Kendisine bütün sınıf adına teşekkür eder ve tebrik ederim. Herhangi bir öğenin eksikliği, sıralı cümlelerde sık karşılaşılan ve ÖSS'de en çok sorulan yanlışlıklardan biri.
Yarının mutlu günlerine özlem duyuyorum. Özlem geçmişe duyulur.
Bu bölge coğrafî ve iklim açısından ilgi çekici özelliklere sahiptir. "Ve" bağlacının yol açtığı yanlışlık; "coğrafî açıdan" denir. Sınavlarda genellikle sorulan bir bozukluk. Bağlaç veya virgül görür görmez bu tip bir yanlışlık olup olmadığı kontrol edilmeli.
Hiçbiri anlatılanlara inanmıyor, kendi fikrinde ısrar ediyordu. Özne eksikliği.
Yeni durağa gelmişti ki otobüs hemen geldi. Yeni olan durak değil; kelime yanlış yerde.
Müsabaka bir yıl boyunca devamlı çalışarak kazanıldı. Etken-edilgen fiil uyuşmazlığı.
Bu yasadan özel ve kamu kuruluşlarında çalışanlar yararlanacak. Tamlama yanlışı; "özel kuruluşlar" denir.
Dünkü toplantıda Ali bana okul arkadaşını tanıştırdı. "Bana tanıttı" ve "benimle tanıştırdı" denmelidir.
Beyin zarı iltihapları iyi tedavi edilmezse ölüme hatta sara nöbetlerine yol açabilir. "Hatta" bağlacı daha kötü bir durum olduğunu ifade ediyor; bu yüzden "sara nöbeti" önce söylenmelidir.
Her yolda kalan insana yardım etmeliyiz. Kelime yanlış yerde.
Bu tür konuşmalar gözlerimi yaşartırlar. Organlar özne olduğu zaman yüklem çoğul olarak kullanılmaz.
Geçen ay yayımlanan aylık dergilerin birinde okudum, gördüm. Doğru bir cümle idi; ama anlatım bozukluğu vardır diye bir şartlanma söz konusu olduğu için eminim kendinizce yanlışlar bulmuşsunuzdur. Bu da ÖSS'deki soruların zorluklarından birini göstermektedir. O da doğru cümlelerde bile yanlış aramak zorunda kalınmasıdır.
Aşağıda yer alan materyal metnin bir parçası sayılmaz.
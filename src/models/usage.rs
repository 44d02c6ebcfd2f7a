use chrono::{DateTime, Utc};
use serde::Serialize;
use sqlx::FromRow;

/// Usage recorded for one installation during one billing cycle
#[derive(Debug, Clone, Serialize)]
pub struct InstallationUsage {
    pub installation_id: i64,
    /// Renewal date (`YYYY-MM-DD`) or a cohort sentinel, see [`crate::models::entitlement`]
    pub cycle_key: String,
    pub created_at: DateTime<Utc>,
    pub pull_requests: Vec<PullRequestUsage>,
}

/// A pull request opened by the app and the cost billed against it
#[derive(Debug, Clone, Serialize)]
pub struct PullRequestUsage {
    /// `owner/name`; PR numbers are only unique within a repository
    pub repository: String,
    pub number: i64,
    pub created_at: DateTime<Utc>,
    /// Always equal to the sum of `sessions[].cost`
    pub cost: f64,
    pub sessions: Vec<Session>,
}

/// One billed execution of the coding-agent job
#[derive(Debug, Clone, Serialize)]
pub struct Session {
    pub timestamp: DateTime<Utc>,
    pub cost: f64,
}

impl InstallationUsage {
    /// Quota units consumed in this cycle. One unit per pull request.
    pub fn used_units(&self) -> u32 {
        u32::try_from(self.pull_requests.len()).unwrap_or(u32::MAX)
    }

    /// Total cost across every pull request of the cycle
    pub fn total_cost(&self) -> f64 {
        self.pull_requests.iter().map(|pr| pr.cost).sum()
    }

    /// Repository names match exactly, as in the store
    pub fn find_pull_request(&self, repository: &str, number: i64) -> Option<&PullRequestUsage> {
        self.pull_requests
            .iter()
            .find(|pr| pr.number == number && pr.repository == repository)
    }
}

/// Clamps a metered cost to a finite, non-negative value
pub fn sanitize_cost(cost: f64) -> f64 {
    if cost.is_finite() && cost > 0.0 {
        cost
    } else {
        0.0
    }
}

// Row types used by the Postgres store

#[derive(Debug, FromRow)]
pub struct UsageRow {
    pub id: i64,
    pub installation_id: i64,
    pub cycle_key: String,
    pub created_at: DateTime<Utc>,
}

#[derive(Debug, FromRow)]
pub struct PullRequestRow {
    pub id: i64,
    pub repository: String,
    pub number: i64,
    pub cost: f64,
    pub created_at: DateTime<Utc>,
}

#[derive(Debug, FromRow)]
pub struct SessionRow {
    pub pull_request_id: i64,
    pub cost: f64,
    pub created_at: DateTime<Utc>,
}
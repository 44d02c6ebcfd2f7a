//! Branch and issue bookkeeping around pull requests.
//!
//! Branches created for issues are named `<prefix>/issue-<number>`; closing a
//! merged pull request recovers the issue number from that name.

use crate::clients::VcsClient;
use crate::error::{AppError, AppResult};
use crate::models::RepoRef;

pub fn issue_branch(prefix: &str, issue_number: u64) -> String {
    format!("{}/issue-{}", prefix, issue_number)
}

/// Issue number encoded in a branch name, if it follows the convention
pub fn parse_issue_branch(prefix: &str, branch: &str) -> Option<u64> {
    let digits = branch
        .strip_prefix(prefix)?
        .strip_prefix("/issue-")?;
    if digits.is_empty() || !digits.bytes().all(|b| b.is_ascii_digit()) {
        return None;
    }
    digits.parse().ok()
}

/// Returns the issue branch, creating it from the default branch if needed
pub async fn ensure_branch(
    vcs: &dyn VcsClient,
    repo: &RepoRef,
    default_branch: &str,
    prefix: &str,
    issue_number: u64,
) -> AppResult<String> {
    let branch = issue_branch(prefix, issue_number);
    if vcs.branch_sha(repo, &branch).await?.is_some() {
        log::info!("Reusing branch {} in {}", branch, repo.full_name());
        return Ok(branch);
    }

    let base_sha = vcs.branch_sha(repo, default_branch).await?.ok_or_else(|| {
        AppError::NotFound(format!(
            "Default branch {} not found in {}",
            default_branch,
            repo.full_name()
        ))
    })?;
    vcs.create_branch(repo, &branch, &base_sha).await?;
    log::info!("Created branch {} from {} ({})", branch, default_branch, base_sha);
    Ok(branch)
}

/// Closes the issue a merged branch was created for.
/// Branches outside the convention are left alone.
pub async fn close_linked_issue(
    vcs: &dyn VcsClient,
    repo: &RepoRef,
    prefix: &str,
    branch: &str,
) -> AppResult<Option<u64>> {
    let Some(issue_number) = parse_issue_branch(prefix, branch) else {
        log::warn!(
            "Branch {} in {} does not name an issue, nothing to close",
            branch,
            repo.full_name()
        );
        return Ok(None);
    };

    vcs.close_issue(repo, issue_number).await?;
    log::info!("Closed issue {}#{}", repo.full_name(), issue_number);
    Ok(Some(issue_number))
}
#[async_trait]
impl UsageStore for MemoryUsageStore {
    async fn get_or_create(
        &self,
        installation_id: i64,
        cycle_key: &str,
    ) -> AppResult<InstallationUsage> {
        let mut records = self.records.lock().unwrap();
        Ok(records
            .entry((installation_id, cycle_key.to_string()))
            .or_insert_with(|| empty_usage(installation_id, cycle_key))
            .clone())
    }

    async fn append_pull_request(
        &self,
        installation_id: i64,
        cycle_key: &str,
        repository: &str,
        number: i64,
        initial_cost: f64,
    ) -> AppResult<()> {
        let cost = sanitize_cost(initial_cost);
        let session = Session {
            timestamp: Utc::now(),
            cost,
        };
        let mut records = self.records.lock().unwrap();
        let record = records
            .entry((installation_id, cycle_key.to_string()))
            .or_insert_with(|| empty_usage(installation_id, cycle_key));

        match record
            .pull_requests
            .iter_mut()
            .find(|pr| pr.number == number && pr.repository == repository)
        {
            Some(existing) => {
                existing.cost += cost;
                existing.sessions.push(session);
            }
            None => record.pull_requests.push(PullRequestUsage {
                repository: repository.to_string(),
                number,
                created_at: Utc::now(),
                cost,
                sessions: vec![session],
            }),
        }
        Ok(())
    }

    async fn append_session(
        &self,
        installation_id: i64,
        cycle_key: &str,
        repository: &str,
        number: i64,
        cost: f64,
    ) -> AppResult<bool> {
        let cost = sanitize_cost(cost);
        let mut records = self.records.lock().unwrap();
        let Some(record) = records.get_mut(&(installation_id, cycle_key.to_string())) else {
            return Ok(false);
        };
        let Some(pr) = record
            .pull_requests
            .iter_mut()
            .find(|pr| pr.number == number && pr.repository == repository)
        else {
            return Ok(false);
        };
        pr.cost += cost;
        pr.sessions.push(Session {
            timestamp: Utc::now(),
            cost,
        });
        Ok(true)
    }
}

// =============================================================================
// Account store and billing
// =============================================================================

#[derive(Default)]
pub struct MemoryAccountStore {
    enterprise: Mutex<HashSet<String>>,
    cohort: Mutex<Vec<String>>,
}

impl MemoryAccountStore {
    pub fn new() -> Self {
        Self::default()
    }

    pub fn add_enterprise(&self, login: &str) {
        self.enterprise
            .lock()
            .unwrap()
            .insert(login.to_ascii_lowercase());
    }

    /// Fills the cohort with `count` placeholder members
    pub fn fill_cohort(&self, count: usize) {
        let mut cohort = self.cohort.lock().unwrap();
        for i in 0..count {
            cohort.push(format!("member-{}", i));
        }
    }

    pub fn is_member(&self, login: &str) -> bool {
        self.cohort
            .lock()
            .unwrap()
            .contains(&login.to_ascii_lowercase())
    }
}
Şüphesiz ki bu sözleri bazı öğrenciler duymuş olmalı. Mantık yanlışı.
Başarısızlığını düzensiz çalışmasına borçludur. "Başarısını" olmalı.
Bu kitap yayınevinin ölümünün 10. yıl dönümünde ünlü şairin yüce anısına armağandır. Kelime yanlış yerde.
Kitap için kendisine verilen paranın eksik ve yeterli olmadığını söyledi. Yardımcı fiil eksikliği.
Herkes onu görmek istemiyordu. "Herkes" yerine "hiç kimse" denmeli; olumlu-olumsuz uyumsuzluğu.
Japonya’daki arkadaşıyla on yıl boyunca karşılıklı mektuplaşmış. Gereksiz kelime; "mektuplaşma" zaten karşılıklı olur.
Büyüklere gereken saygıyı göstermeli ve incitmemeliyiz. Nesne eksikliği.
Hiçbiri anlatılanları tam anladı. "Hiç biri" yerine "herkes" ya da "anladı" yerine "anlamadı" denmeli; olumlu- olumsuz uyumsuzluğu.
Bu erikler çok tatlıdırlar. Tekil-çoğul yönünden özne-yüklem uyuşmazlığı; "tatlıdır" denmeli.